Supporting Quality from the Ground Up
Quality in construction must be entrenched on-site, and it’s here particularly that technology can help. Using digital tools makes it easy to record and share information in real-time. As one example, Sobha Hartland, a construction firm operating in Dubai, introduced PlanGrid to their projects with the specific objective of achieving quality with speed. As a result, the technology helped the clarity and speed in which project information is recorded and shared across several platforms and devices. That means that the whole team at Sobha Hartland can now access up to date drawings as soon as they need them, reducing the risk of mistakes and ensuring that snags and defects are resolved in a timely and effective manner.
Technology can enable–and encourage–workers to spend more time physically on-site. Replacing paper-based processes dramatically reduces the administrative burden on projects. At Sobha Hartland, employees were visibly energised by using a digital platform. Business leaders found workers were spending much more time on-site as a result. This is critical to delivering the best quality on all projects.
Using technology on-site can also help construction firms to improve quality in the long-term, by supporting business intelligence. Digital tools gather data that can be analysed for insights to improve operations in the business: for example, findings that can lead to preventative, rather than corrective, measures to fix frequent issues in the business.

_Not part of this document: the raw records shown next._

// SPDX-License-Identifier: MIT
// Copyright 2026 Roland Dreier <roland@kernel.org>

//! A user's participation record in one challenge.

use chrono::{DateTime, Utc};
use serde::{Deserialize, Serialize};

/// Per-user challenge progress.
///
/// Only the progress engine mutates the progress fields. Distance, XP and
/// `completed` never move backwards.
#[derive(Debug, Clone, PartialEq, Serialize, Deserialize)]
pub struct Enrollment {
    pub user_id: u64,
    pub challenge_id: String,
    #[serde(default)]
    pub distance_completed_km: f64,
    /// Consecutive calendar days with a qualifying activity
    #[serde(default)]
    pub streak_days: u32,
    #[serde(default)]
    pub xp_earned: f64,
    #[serde(default)]
    pub completed: bool,
    /// Latest activity instant applied to this enrollment
    #[serde(default)]
    pub last_progress_at: Option<DateTime<Utc>>,
    pub joined_at: DateTime<Utc>,
    #[serde(default)]
    pub updated_at: Option<DateTime<Utc>>,
}

impl Enrollment {
    pub fn new(user_id: u64, challenge_id: impl Into<String>, joined_at: DateTime<Utc>) -> Self {
        Self {
            user_id,
            challenge_id: challenge_id.into(),
            distance_completed_km: 0.0,
            streak_days: 0,
            xp_earned: 0.0,
            completed: false,
            last_progress_at: None,
            joined_at,
            updated_at: None,
        }
    }

    /// Document ID for this enrollment.
    pub fn document_id(&self) -> String {
        document_id(self.user_id, &self.challenge_id)
    }
}

/// Document ID for a (user, challenge) pair.
pub fn document_id(user_id: u64, challenge_id: &str) -> String {
    format!("{}_{}", user_id, urlencoding::encode(challenge_id))
}

#[cfg(test)]
mod tests {
    use super::*;

    #[test]
    fn test_document_id_escapes_challenge_id() {
        assert_eq!(document_id(7, "sprint-2026"), "7_sprint-2026");
        assert_eq!(document_id(7, "club/run"), "7_club%2Frun");
    }

    #[test]
    fn test_deserializes_with_missing_progress_fields() {
        let json = r#"{"user_id": 1, "challenge_id": "c1", "joined_at": "2026-01-01T00:00:00Z"}"#;
        let enrollment: Enrollment = serde_json::from_str(json).unwrap();
        assert_eq!(enrollment.streak_days, 0);
        assert!(!enrollment.completed);
        assert!(enrollment.last_progress_at.is_none());
    }
}
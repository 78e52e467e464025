// SPDX-License-Identifier: MIT
// Copyright 2026 Roland Dreier <roland@rolandd.dev>

//! HTTP route handlers.

pub mod api;

use crate::config::StorageBackend;
use crate::middleware::auth::require_auth;
use crate::AppState;
use axum::http::{header, Method};
use axum::{extract::State, middleware, routing::get, Json, Router};
use serde::Serialize;
use std::sync::Arc;
use tower_http::cors::CorsLayer;
use tower_http::trace::{DefaultMakeSpan, DefaultOnResponse, TraceLayer};
use tracing::Level;
#[cfg(feature = "binding-generation")]
use ts_rs::TS;

#[derive(Serialize)]
#[cfg_attr(feature = "binding-generation", derive(TS))]
#[cfg_attr(
    feature = "binding-generation",
    ts(export, export_to = "web/src/lib/generated/")
)]
pub struct HealthResponse {
    pub status: String,
    pub build_id: String,
    /// Whether progress is kept in process memory only
    pub ephemeral_storage: bool,
}

/// Health check response
async fn health_check(State(state): State<Arc<AppState>>) -> Json<HealthResponse> {
    let build_id = option_env!("BUILD_ID").unwrap_or("unknown").to_string();
    Json(HealthResponse {
        status: "ok".to_string(),
        build_id,
        ephemeral_storage: state.config.storage_backend == StorageBackend::Memory,
    })
}

/// Build the complete router with all routes.
pub fn create_router(state: Arc<AppState>) -> Router {
    // CORS layer - allow requests from frontend URL and localhost (for dev)
    let frontend_url = state.config.frontend_url.clone();
    let cors = CorsLayer::new()
        .allow_origin(tower_http::cors::AllowOrigin::predicate(
            move |origin: &axum::http::HeaderValue, _request_parts: &axum::http::request::Parts| {
                let origin_str = origin.to_str().unwrap_or("");
                origin_str == frontend_url
                    || origin_str.starts_with("http://localhost")
                    || origin_str.starts_with("http://127.0.0.1")
            },
        ))
        .allow_credentials(true)
        .allow_methods([
            Method::GET,
            Method::POST,
            Method::OPTIONS,
        ])
        .allow_headers([header::CONTENT_TYPE, header::AUTHORIZATION, header::ACCEPT]);

    // Public routes (no auth required)
    let public_routes = Router::new().route("/health", get(health_check));

    // Protected routes (auth required)
    let protected_routes =
        api::routes().route_layer(middleware::from_fn_with_state(state.clone(), require_auth));

    Router::new()
        .merge(public_routes)
        .merge(protected_routes)
        .layer(cors)
        .layer(
            TraceLayer::new_for_http()
                .make_span_with(DefaultMakeSpan::new().level(Level::INFO))
                .on_response(DefaultOnResponse::new().level(Level::INFO)),
        )
        .with_state(state)
}
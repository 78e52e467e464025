// SPDX-License-Identifier: MIT
// Copyright 2026 Roland Dreier <roland@kernel.org>

//! Challenge catalog model.

use crate::rules::GamificationRules;
use chrono::{DateTime, Utc};
use serde::{Deserialize, Serialize};
use std::fmt;
#[cfg(feature = "binding-generation")]
use ts_rs::TS;

/// Difficulty class of a challenge.
///
/// Stored and serialized as the plain tier name. Names outside the standard
/// four are kept as `Custom` rather than rejected.
#[derive(Debug, Clone, PartialEq, Eq, Hash, Serialize, Deserialize)]
#[serde(from = "String", into = "String")]
pub enum Tier {
    Sprint,
    Marathon,
    Ultra,
    Trailblazer,
    Custom(String),
}

impl Tier {
    /// The four tiers shipped with the default catalog.
    pub const STANDARD: [Tier; 4] = [Tier::Sprint, Tier::Marathon, Tier::Ultra, Tier::Trailblazer];

    pub fn as_str(&self) -> &str {
        match self {
            Tier::Sprint => "Sprint",
            Tier::Marathon => "Marathon",
            Tier::Ultra => "Ultra",
            Tier::Trailblazer => "Trailblazer",
            Tier::Custom(name) => name,
        }
    }
}

impl From<&str> for Tier {
    fn from(name: &str) -> Self {
        match name {
            "Sprint" => Tier::Sprint,
            "Marathon" => Tier::Marathon,
            "Ultra" => Tier::Ultra,
            "Trailblazer" => Tier::Trailblazer,
            other => Tier::Custom(other.to_string()),
        }
    }
}

impl From<String> for Tier {
    fn from(name: String) -> Self {
        Tier::from(name.as_str())
    }
}

impl From<Tier> for String {
    fn from(tier: Tier) -> Self {
        tier.as_str().to_string()
    }
}

impl fmt::Display for Tier {
    fn fmt(&self, f: &mut fmt::Formatter<'_>) -> fmt::Result {
        f.write_str(self.as_str())
    }
}

/// Who can take part in a challenge.
#[derive(Debug, Clone, Copy, Default, PartialEq, Eq, Serialize, Deserialize)]
#[cfg_attr(feature = "binding-generation", derive(TS))]
#[cfg_attr(
    feature = "binding-generation",
    ts(export, export_to = "web/src/lib/generated/")
)]
#[serde(rename_all = "snake_case")]
pub enum ChallengeKind {
    #[default]
    Solo,
    Public,
    Club,
}

/// Challenge reference data (read-only to the progress engine).
#[derive(Debug, Clone, Serialize, Deserialize)]
pub struct ChallengeDefinition {
    /// Catalog ID (also used as document ID)
    pub id: String,
    pub name: String,
    #[serde(default)]
    pub description: Option<String>,
    pub tier: Tier,
    #[serde(default)]
    pub kind: ChallengeKind,
    #[serde(default = "default_sport")]
    pub sport: String,
    /// Explicit distance goal. When absent the tier goal table applies.
    #[serde(default)]
    pub distance_target_km: Option<f64>,
    /// Activities before this instant do not count (open when absent).
    #[serde(default)]
    pub starts_at: Option<DateTime<Utc>>,
    /// Activities after this instant do not count (open when absent).
    #[serde(default)]
    pub ends_at: Option<DateTime<Utc>>,
    #[serde(default = "default_active")]
    pub active: bool,
}

fn default_sport() -> String {
    "running".to_string()
}

fn default_active() -> bool {
    true
}

impl ChallengeDefinition {
    /// Minimal open-ended challenge of the given tier.
    pub fn new(id: impl Into<String>, name: impl Into<String>, tier: Tier) -> Self {
        Self {
            id: id.into(),
            name: name.into(),
            description: None,
            tier,
            kind: ChallengeKind::Solo,
            sport: default_sport(),
            distance_target_km: None,
            starts_at: None,
            ends_at: None,
            active: true,
        }
    }

    /// Builder-style explicit distance goal.
    pub fn with_target_km(mut self, target_km: f64) -> Self {
        self.distance_target_km = Some(target_km);
        self
    }

    /// Distance needed to complete this challenge.
    pub fn goal_km(&self, rules: &GamificationRules) -> f64 {
        match self.distance_target_km {
            Some(target) if target.is_finite() && target > 0.0 => target,
            _ => rules.goal_for_tier(&self.tier),
        }
    }

    /// Whether an activity at `at` falls inside the challenge window.
    pub fn accepts(&self, at: DateTime<Utc>) -> bool {
        self.starts_at.is_none_or(|start| at >= start) && self.ends_at.is_none_or(|end| at <= end)
    }
}
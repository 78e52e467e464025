// SPDX-License-Identifier: MIT
// Copyright 2026 Roland Dreier <roland@rolandd.dev>

//! Middleware modules.

pub mod auth;

pub use auth::{require_auth, AuthUser};
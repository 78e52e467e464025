// SPDX-License-Identifier: MIT
// Copyright 2026 Roland Dreier <roland@rolandd.dev>

//! XP awarded for a single activity.
//!
//! Inside a challenge:
//! `xp = distance_km * (base + challenge_bonus) * tier_multiplier + streak_bonus`
//! where the flat streak bonus applies whenever the post-update streak is
//! non-zero. It does not scale with streak length.

use crate::error::{AppError, Result};
use crate::models::Tier;
use crate::rules::GamificationRules;
use std::sync::Arc;

#[derive(Debug, Clone)]
pub struct XpCalculator {
    rules: Arc<GamificationRules>,
}

impl XpCalculator {
    pub fn new(rules: Arc<GamificationRules>) -> Self {
        Self { rules }
    }

    /// XP for a run counted toward a challenge of `tier`.
    ///
    /// `current_streak_days` is the enrollment's streak after this activity
    /// was applied to it.
    pub fn challenge_xp(&self, distance_km: f64, tier: &Tier, current_streak_days: u32) -> Result<f64> {
        check_distance(distance_km)?;

        let mut xp =
            distance_km * self.rules.challenge_rate_per_km() * self.rules.tier_multiplier(tier);
        if current_streak_days > 0 {
            xp += self.rules.streak_bonus;
        }
        Ok(xp)
    }

    /// XP for a run that counted toward no challenge.
    pub fn free_run_xp(&self, distance_km: f64) -> Result<f64> {
        check_distance(distance_km)?;
        Ok(distance_km * self.rules.base_xp_per_km)
    }
}

fn check_distance(distance_km: f64) -> Result<()> {
    if distance_km.is_finite() && distance_km > 0.0 {
        Ok(())
    } else {
        Err(AppError::InvalidInput(format!(
            "distance must be positive, got {} km",
            distance_km
        )))
    }
}
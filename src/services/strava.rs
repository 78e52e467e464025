// SPDX-License-Identifier: MIT
// Copyright 2026 Roland Dreier <roland@rolandd.dev>

//! Strava API client and the activity feed built on it.
//!
//! Handles:
//! - Paginated activity listing after a cursor
//! - Rate limit and token error detection
//!
//! Token acquisition and refresh belong to the OAuth collaborator; this
//! module only reads whatever access token it has stored.

use crate::db::ProgressStore;
use crate::error::AppError;
use async_trait::async_trait;
use chrono::{DateTime, Utc};
use serde::Deserialize;
use std::sync::Arc;

/// Activities requested per page (Strava's maximum).
pub const PAGE_SIZE: u32 = 200;

/// Upper bound on pages fetched in one sync.
pub const MAX_PAGES: u32 = 10;

/// Strava API client.
#[derive(Clone)]
pub struct StravaClient {
    http: reqwest::Client,
    base_url: String,
}

impl StravaClient {
    /// Create a client against the given API base URL.
    pub fn new(base_url: impl Into<String>) -> Self {
        Self {
            http: reqwest::Client::new(),
            base_url: base_url.into().trim_end_matches('/').to_string(),
        }
    }

    /// List the athlete's activities (paginated).
    pub async fn list_activities(
        &self,
        access_token: &str,
        after: Option<i64>, // Unix timestamp
        page: u32,
        per_page: u32,
    ) -> Result<Vec<StravaActivitySummary>, AppError> {
        let url = format!("{}/athlete/activities", self.base_url);

        let mut query = vec![
            ("page", page.to_string()),
            ("per_page", per_page.to_string()),
        ];
        if let Some(after) = after {
            query.push(("after", after.to_string()));
        }

        let response = self
            .http
            .get(&url)
            .bearer_auth(access_token)
            .query(&query)
            .send()
            .await
            .map_err(|e| AppError::StravaApi(e.to_string()))?;

        self.check_response_json(response).await
    }

    /// Check response and parse JSON body.
    async fn check_response_json<T: for<'de> Deserialize<'de>>(
        &self,
        response: reqwest::Response,
    ) -> Result<T, AppError> {
        if !response.status().is_success() {
            let status = response.status();
            let body = response.text().await.unwrap_or_default();

            if status.as_u16() == 429 {
                tracing::warn!("Strava rate limit hit (429)");
                return Err(AppError::StravaApi(AppError::STRAVA_RATE_LIMIT.to_string()));
            }

            // Unauthorized - token may be expired or revoked
            if status.as_u16() == 401 {
                return Err(AppError::StravaApi(
                    AppError::STRAVA_TOKEN_ERROR.to_string(),
                ));
            }

            return Err(AppError::StravaApi(format!("HTTP {}: {}", status, body)));
        }

        response
            .json()
            .await
            .map_err(|e| AppError::StravaApi(format!("JSON parse error: {}", e)))
    }
}

/// Summary activity for list endpoints.
///
/// Strava sends both the legacy `type` and the newer `sport_type`; either
/// may be missing on older records.
#[derive(Debug, Clone, Deserialize)]
pub struct StravaActivitySummary {
    pub id: u64,
    #[serde(default)]
    pub name: String,
    #[serde(rename = "type", default)]
    pub activity_type: Option<String>,
    #[serde(default)]
    pub sport_type: Option<String>,
    pub start_date: String,
    /// Meters
    pub distance: f64,
}

/// Source of a user's activities.
#[async_trait]
pub trait ActivityFeed: Send + Sync {
    /// Fetch all activities that started strictly after `after`.
    ///
    /// With a cursor set Strava returns the oldest activities first, so
    /// whatever a page limit leaves behind is picked up by the next sync.
    async fn fetch_activities(
        &self,
        user_id: u64,
        after: DateTime<Utc>,
    ) -> Result<Vec<StravaActivitySummary>, AppError>;
}

/// Activity feed backed by the Strava API.
#[derive(Clone)]
pub struct StravaFeed {
    client: StravaClient,
    store: Arc<dyn ProgressStore>,
}

impl StravaFeed {
    pub fn new(client: StravaClient, store: Arc<dyn ProgressStore>) -> Self {
        Self { client, store }
    }

    /// Read the stored access token, rejecting one that is known to be expired.
    async fn access_token(&self, user_id: u64) -> Result<String, AppError> {
        let tokens = self
            .store
            .get_tokens(user_id)
            .await?
            .ok_or_else(|| AppError::NotFound(format!("Strava tokens for user {}", user_id)))?;

        if token_expired(tokens.expires_at.as_deref(), Utc::now()) {
            tracing::warn!(user_id, "Stored Strava token has expired");
            return Err(AppError::StravaApi(
                AppError::STRAVA_TOKEN_ERROR.to_string(),
            ));
        }

        Ok(tokens.access_token)
    }
}

#[async_trait]
impl ActivityFeed for StravaFeed {
    async fn fetch_activities(
        &self,
        user_id: u64,
        after: DateTime<Utc>,
    ) -> Result<Vec<StravaActivitySummary>, AppError> {
        let access_token = self.access_token(user_id).await?;
        let after = Some(after.timestamp());

        let mut activities = Vec::new();
        for page in 1..=MAX_PAGES {
            let batch = self
                .client
                .list_activities(&access_token, after, page, PAGE_SIZE)
                .await?;
            let fetched = batch.len();
            activities.extend(batch);

            if fetched < PAGE_SIZE as usize {
                break;
            }
            if page == MAX_PAGES {
                tracing::warn!(
                    user_id,
                    fetched = activities.len(),
                    "Page limit reached; remaining activities left for the next sync"
                );
            }
        }

        tracing::debug!(user_id, count = activities.len(), "Fetched activities");
        Ok(activities)
    }
}

/// Whether an RFC 3339 expiry is in the past. Unparseable or missing
/// expiries are treated as still valid and left for Strava to reject.
fn token_expired(expires_at: Option<&str>, now: DateTime<Utc>) -> bool {
    expires_at
        .and_then(|s| DateTime::parse_from_rfc3339(s).ok())
        .is_some_and(|t| t.with_timezone(&Utc) <= now)
}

Technology can also support standardisation, clearly outlining best practices for project teams and reducing time spent problem-solving. All of this supports a principle of right first time–and greater quality on every project.
New Standard for Quality in UK Construction Industry
There is a clear appetite for improving quality throughout the UK construction industry. Dame Hackitt has called for ‘root and branch’ reform in the wake of Grenfell, and it’s an issue that is of increasing importance for construction clients. Better quality equates to improved efficiency and productivity on our projects. It also creates competitive advantage–so could be a critical differentiator for firms in the challenging months ahead.
Using technology on-site is a powerful way to deliver enhanced quality in UK construction projects. To use it to its full effect, businesses should consider a comprehensive digital strategy, focusing on embedding technology into their business’ processes. World Quality Day is the perfect opportunity to address and implement change, which will ultimately improve the long-term quality of construction and help bridge the quality gap.